The importance of being Oxford
The success of the ITV series Inspector Morse, which ran to 33 episodes, was undoubtedly encouraged by its lavish depiction of the Oxford settings. Inspector Morse Tours of the city remain a popular tourist attraction; the Randolph Hotel has a ‘Morse Bar’ in honour of the heavy-drinking sleuth who was a regular visitor when mulling over a case. But where the TV series played fast and loose with Oxford geography – the detectives frequently pass through the lodge of one college only to find themselves in the quad of a different one – the Oxford of the novels is lovingly and pedantically reconstructed.

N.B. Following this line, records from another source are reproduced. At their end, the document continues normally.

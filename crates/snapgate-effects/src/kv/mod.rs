//! Key-value store handlers
//!
//! Implementations of `KvStoreEffects` from snapgate-core.

pub mod faulty;
pub mod filesystem;
pub mod memory;

pub use faulty::FaultInjectingKvStore;
pub use filesystem::FilesystemKvStore;
pub use memory::MemoryKvStore;
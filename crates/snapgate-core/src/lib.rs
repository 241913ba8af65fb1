//! Snapgate Core - foundation types and effect interfaces
//!
//! Defines the persisted snapshot record, the error taxonomy surfaced to
//! callers, and the effect traits through which every other crate reaches
//! the clock, randomness, the metadata store and the object store.
//!
//! # What lives here
//!
//! - `SnapshotMetadata` and its parts (`Caps`, `FileEntry`, `ViewBucket`)
//! - `SnapError` with stable codes and HTTP statuses
//! - Effect traits (`TimeSource`, `RandomSource`, `KvStoreEffects`,
//!   `ObjectStoreEffects`, `CommentThreadEffects`, `PlanEffects`)
//! - Asset path / content-type policy shared by upload and serve
//! - Retry policy and service configuration
//!
//! Handlers implementing the effect traits live in `snapgate-effects`.

#![forbid(unsafe_code)]

/// Service configuration
pub mod config;

/// Effect trait definitions
pub mod effects;

/// Unified error handling
pub mod errors;

/// Asset path and content-type policy
pub mod policy;

/// Retry with backoff
pub mod reliability;

/// Snapshot domain types
pub mod types;

pub use config::{ObjectStoreConfig, RetryConfig, Secret, SnapgateConfig};
pub use errors::{Result, SnapError};
pub use reliability::{BackoffStrategy, RetryPolicy};
pub use types::{
    period_key, Caps, FileEntry, PlanTier, SnapshotId, SnapshotMetadata, SnapshotStatus,
    ViewBucket, DAY_MS, DAY_SECS, MAX_ACTIVE_SNAPSHOTS,
};
impl SnapshotLifecycle {
    /// Assemble a manager from its collaborators
    pub fn new(
        store: MetadataStore,
        objects: Arc<dyn ObjectStoreEffects>,
        signer: RequestSigner,
        hasher: CredentialHasher,
        plans: Arc<dyn PlanEffects>,
        effects: Effects,
        upload_url_ttl_secs: u64,
    ) -> Self {
        Self {
            store,
            objects,
            signer,
            hasher,
            plans,
            effects,
            upload_url_ttl_secs,
        }
    }

    /// Assemble a manager from service configuration
    pub fn from_config(
        config: &SnapgateConfig,
        store: MetadataStore,
        objects: Arc<dyn ObjectStoreEffects>,
        hasher: CredentialHasher,
        plans: Arc<dyn PlanEffects>,
        effects: Effects,
    ) -> Result<Self> {
        let signer = RequestSigner::new(&config.object_store)?;
        Ok(Self::new(
            store,
            objects,
            signer,
            hasher,
            plans,
            effects,
            config.upload_url_ttl_seconds,
        ))
    }

    /// Load a record the caller owns, or `not_found`
    async fn load_owned(&self, owner_uid: &str, id: &SnapshotId) -> Result<SnapshotMetadata> {
        let Some(meta) = self.store.get_snapshot(id).await? else {
            debug!(snapshot_id = %id, "snapshot not found");
            return Err(SnapError::not_found("snapshot not found"));
        };
        if meta.owner_uid != owner_uid {
            debug!(snapshot_id = %id, "snapshot owned by another producer");
            return Err(SnapError::not_found("snapshot not found"));
        }
        Ok(meta)
    }

    /// Load a record the caller owns that has not expired
    async fn load_owned_live(
        &self,
        owner_uid: &str,
        id: &SnapshotId,
        now_ms: u64,
    ) -> Result<SnapshotMetadata> {
        let meta = self.load_owned(owner_uid, id).await?;
        if meta.is_expired(now_ms) {
            return Err(SnapError::gone("snapshot has expired"));
        }
        Ok(meta)
    }

    /// Active snapshots currently listed for `owner_uid`
    async fn active_snapshots(&self, owner_uid: &str, now_ms: u64) -> Result<Vec<SnapshotId>> {
        let mut active = Vec::new();
        for id in self.store.owner_snapshots(owner_uid).await? {
            if let Some(meta) = self.store.get_snapshot(&id).await? {
                if meta.owner_uid == owner_uid && meta.is_active(now_ms) {
                    active.push(id);
                }
            }
        }
        Ok(active)
    }

    /// Load a live record that still accepts uploads
    async fn load_owned_uploading(
        &self,
        owner_uid: &str,
        id: &SnapshotId,
        now_ms: u64,
    ) -> Result<SnapshotMetadata> {
        let meta = self.load_owned_live(owner_uid, id, now_ms).await?;
        if meta.status != SnapshotStatus::Creating {
            debug!(snapshot_id = %id, status = ?meta.status, "upload after finalize");
            return Err(SnapError::bad_request("snapshot is finalized; files are immutable"));
        }
        Ok(meta)
    }

    fn choose_password(&self, requested: Option<String>) -> Result<String> {
        match requested.map(|p| p.trim().to_string()).filter(|p| !p.is_empty()) {
            Some(password) => {
                let len = password.chars().count();
                if !(MIN_PASSWORD_LEN..=MAX_PASSWORD_LEN).contains(&len) {
                    return Err(SnapError::bad_request(format!(
                        "password must be {MIN_PASSWORD_LEN} to {MAX_PASSWORD_LEN} characters"
                    )));
                }
                Ok(password)
            }
            None => Ok(generate::gate_password(self.effects.random.as_ref())),
        }
    }

    /// Create a snapshot in `creating`
    ///
    /// The quota check and the eventual registration at finalize are
    /// separate store calls, so concurrent creates can both pass the check.
    pub async fn create(&self, owner_uid: &str, request: CreateSnapshot) -> Result<CreatedSnapshot> {
        let now = self.effects.now_ms();
        let active = self.active_snapshots(owner_uid, now).await?.len();
        if active >= MAX_ACTIVE_SNAPSHOTS {
            debug!(owner = owner_uid, active, "active snapshot quota reached");
            return Err(SnapError::QuotaExceeded {
                active,
                limit: MAX_ACTIVE_SNAPSHOTS,
            });
        }

        let caps = self.plans.plan_for(owner_uid).await.caps();
        let expiry_days = caps.clamp_days(request.expiry_days.unwrap_or(DEFAULT_EXPIRY_DAYS));
        let password = self.choose_password(request.password)?;
        let password_hash = self
            .hasher
            .hash_new(&password, self.effects.random.as_ref())?;
        let id = generate::snapshot_id(self.effects.random.as_ref())?;

        let meta = SnapshotMetadata {
            id: id.clone(),
            owner_uid: owner_uid.to_string(),
            created_at: now,
            expires_at: now.saturating_add(expiry_days.saturating_mul(DAY_MS)),
            password_hash,
            password: Some(password.clone()),
            status: SnapshotStatus::Creating,
            total_bytes: 0,
            files: Vec::new(),
            caps,
            views: ViewBucket::default(),
            public: request.is_public,
        };
        self.store.put_snapshot(&meta).await?;
        info!(snapshot_id = %id, owner = owner_uid, expiry_days, public = meta.public, "snapshot created");

        Ok(CreatedSnapshot {
            id,
            password,
            expiry_days,
            expires_at: meta.expires_at,
            caps,
        })
    }

    /// Presign the upload of one file to `snap/{id}/{path}`
    ///
    /// Only snapshots still in `creating` accept uploads.
    pub async fn authorize_upload(
        &self,
        owner_uid: &str,
        id: &SnapshotId,
        request: UploadRequest,
    ) -> Result<UploadAuthorization> {
        let now = self.effects.now_ms();
        let meta = self.load_owned_uploading(owner_uid, id, now).await?;

        let path = validate_asset_path(&request.path)?;
        let content_type = check_content_type(&request.content_type)?;
        if request.size > meta.caps.max_file_bytes {
            return Err(SnapError::FileTooLarge {
                size: request.size,
                limit: meta.caps.max_file_bytes,
            });
        }

        let key = object_key(id, path);
        let signed = self.signer.presign_put(
            &key,
            Some(content_type.as_str()),
            self.upload_url_ttl_secs,
            now,
        )?;
        debug!(snapshot_id = %id, path, size = request.size, "upload authorized");

        Ok(UploadAuthorization {
            url: signed.url,
            method: "PUT".to_string(),
            key,
            content_type,
            expires_in: self.upload_url_ttl_secs,
        })
    }

    /// Store one file directly, for deployments without a presigning bucket
    ///
    /// Applies the same checks as [`authorize_upload`](Self::authorize_upload)
    /// and returns the manifest entry to pass to finalize.
    pub async fn store_file(
        &self,
        owner_uid: &str,
        id: &SnapshotId,
        path: &str,
        content_type: &str,
        body: Vec<u8>,
    ) -> Result<FileEntry> {
        let now = self.effects.now_ms();
        let meta = self.load_owned_uploading(owner_uid, id, now).await?;

        let path = validate_asset_path(path)?;
        let content_type = check_content_type(content_type)?;
        let size = body.len() as u64;
        if size > meta.caps.max_file_bytes {
            return Err(SnapError::FileTooLarge {
                size,
                limit: meta.caps.max_file_bytes,
            });
        }

        let entry = FileEntry {
            name: path.to_string(),
            size,
            hash: generate::content_hash(&body),
            content_type,
        };
        let key = object_key(id, path);
        self.objects
            .put(&key, body, Some(entry.content_type.as_str()))
            .await
            .map_err(|err| {
                tracing::error!(key = %key, error = %err, "object store write failed");
                SnapError::internal(format!("object store put failed: {err}"))
            })?;
        debug!(snapshot_id = %id, path, size, "file stored");
        Ok(entry)
    }

    /// Record the manifest and flip the snapshot to `active`
    ///
    /// Replays overwrite the manifest (last write wins). The quota is checked
    /// again here since `creating` snapshots do not hold a slot.
    pub async fn finalize(
        &self,
        owner_uid: &str,
        id: &SnapshotId,
        request: FinalizeSnapshot,
    ) -> Result<SnapshotSummary> {
        let now = self.effects.now_ms();
        let mut meta = self.load_owned_live(owner_uid, id, now).await?;
        let caps = meta.caps;

        if request.total_bytes > caps.max_bundle_bytes {
            return Err(SnapError::BundleTooLarge {
                size: request.total_bytes,
                limit: caps.max_bundle_bytes,
            });
        }
        if request.files.is_empty() {
            return Err(SnapError::bad_request("manifest has no files"));
        }

        let mut seen = HashSet::new();
        let mut files = Vec::with_capacity(request.files.len());
        let mut sum: u64 = 0;
        for mut file in request.files {
            validate_asset_path(&file.name)?;
            if !seen.insert(file.name.clone()) {
                return Err(SnapError::bad_request(format!(
                    "duplicate file {}",
                    file.name
                )));
            }
            file.content_type = check_content_type(&file.content_type)?;
            if file.size > caps.max_file_bytes {
                return Err(SnapError::FileTooLarge {
                    size: file.size,
                    limit: caps.max_file_bytes,
                });
            }
            sum = sum.saturating_add(file.size);
            files.push(file);
        }
        if sum != request.total_bytes {
            return Err(SnapError::bad_request(format!(
                "totalBytes {} does not match file sizes {sum}",
                request.total_bytes
            )));
        }

        let mut listed = self.active_snapshots(owner_uid, now).await?;
        if !listed.contains(id) {
            if listed.len() >= MAX_ACTIVE_SNAPSHOTS {
                debug!(owner = owner_uid, active = listed.len(), "quota reached at finalize");
                return Err(SnapError::QuotaExceeded {
                    active: listed.len(),
                    limit: MAX_ACTIVE_SNAPSHOTS,
                });
            }
            listed.push(id.clone());
        }

        meta.files = files;
        meta.total_bytes = request.total_bytes;
        meta.status = SnapshotStatus::Active;
        self.store.put_snapshot(&meta).await?;

        // Second, separate write: a crash here leaves the record active but unlisted
        self.store.put_owner_snapshots(owner_uid, &listed).await?;
        info!(
            snapshot_id = %id,
            owner = owner_uid,
            total_bytes = meta.total_bytes,
            files = meta.files.len(),
            "snapshot finalized"
        );
        Ok(SnapshotSummary::from_metadata(&meta, now))
    }

    /// Push expiry out by `days`, never past `created_at + max_days`
    pub async fn extend(
        &self,
        owner_uid: &str,
        id: &SnapshotId,
        request: ExtendSnapshot,
    ) -> Result<SnapshotSummary> {
        let now = self.effects.now_ms();
        let mut meta = self.load_owned_live(owner_uid, id, now).await?;

        let days = meta.caps.clamp_days(request.days);
        let extended = meta.expires_at.saturating_add(days.saturating_mul(DAY_MS));
        meta.expires_at = extended.min(meta.max_expires_at()).max(meta.expires_at);
        self.store.put_snapshot(&meta).await?;
        info!(snapshot_id = %id, owner = owner_uid, expires_at = meta.expires_at, "snapshot extended");

        Ok(SnapshotSummary::from_metadata(&meta, now))
    }

    /// Force the snapshot to `expired`
    pub async fn revoke(&self, owner_uid: &str, id: &SnapshotId) -> Result<SnapshotSummary> {
        let now = self.effects.now_ms();
        let mut meta = self.load_owned_live(owner_uid, id, now).await?;

        meta.status = SnapshotStatus::Expired;
        meta.expires_at = now.saturating_sub(1);
        self.store.put_snapshot(&meta).await?;

        let listed: Vec<SnapshotId> = self
            .store
            .owner_snapshots(owner_uid)
            .await?
            .into_iter()
            .filter(|listed| listed != id)
            .collect();
        self.store.put_owner_snapshots(owner_uid, &listed).await?;
        info!(snapshot_id = %id, owner = owner_uid, "snapshot revoked");

        Ok(SnapshotSummary::from_metadata(&meta, now))
    }

    /// Replace the gate password with a generated one
    pub async fn rotate_password(
        &self,
        owner_uid: &str,
        id: &SnapshotId,
    ) -> Result<RotatedPassword> {
        let now = self.effects.now_ms();
        let mut meta = self.load_owned_live(owner_uid, id, now).await?;

        let password = generate::gate_password(self.effects.random.as_ref());
        meta.password_hash = self
            .hasher
            .hash_new(&password, self.effects.random.as_ref())?;
        meta.password = Some(password.clone());
        self.store.put_snapshot(&meta).await?;
        info!(snapshot_id = %id, owner = owner_uid, "gate password rotated");

        Ok(RotatedPassword { password })
    }

    /// Snapshots listed for `owner_uid`, with lazy expiry applied
    pub async fn list_owner_snapshots(&self, owner_uid: &str) -> Result<Vec<SnapshotSummary>> {
        let now = self.effects.now_ms();
        let mut summaries = Vec::new();
        for id in self.store.owner_snapshots(owner_uid).await? {
            if let Some(meta) = self.store.get_snapshot(&id).await? {
                if meta.owner_uid == owner_uid {
                    summaries.push(SnapshotSummary::from_metadata(&meta, now));
                }
            }
        }
        Ok(summaries)
    }

    /// Owner-only detail view, expired snapshots included
    pub async fn get_snapshot(&self, owner_uid: &str, id: &SnapshotId) -> Result<SnapshotDetail> {
        let meta = self.load_owned(owner_uid, id).await?;
        Ok(SnapshotDetail::from_metadata(&meta, self.effects.now_ms()))
    }
}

Since many of the murders are committed within the walls of the famous colleges, Dexter sensibly invented fictional names – Beaumont, Lonsdale, and Wolsey Colleges (named after Cardinal Thomas Wolsey, founder of Christ Church) all appear in the novels. But while the TV series offered its viewers a cut-and-paste Oxford, there is one constant that links all of the episodes – whether dressed as a bowler-hatted porter or as a don in academic robes, the figure of Dexter himself can always be spotted in the background.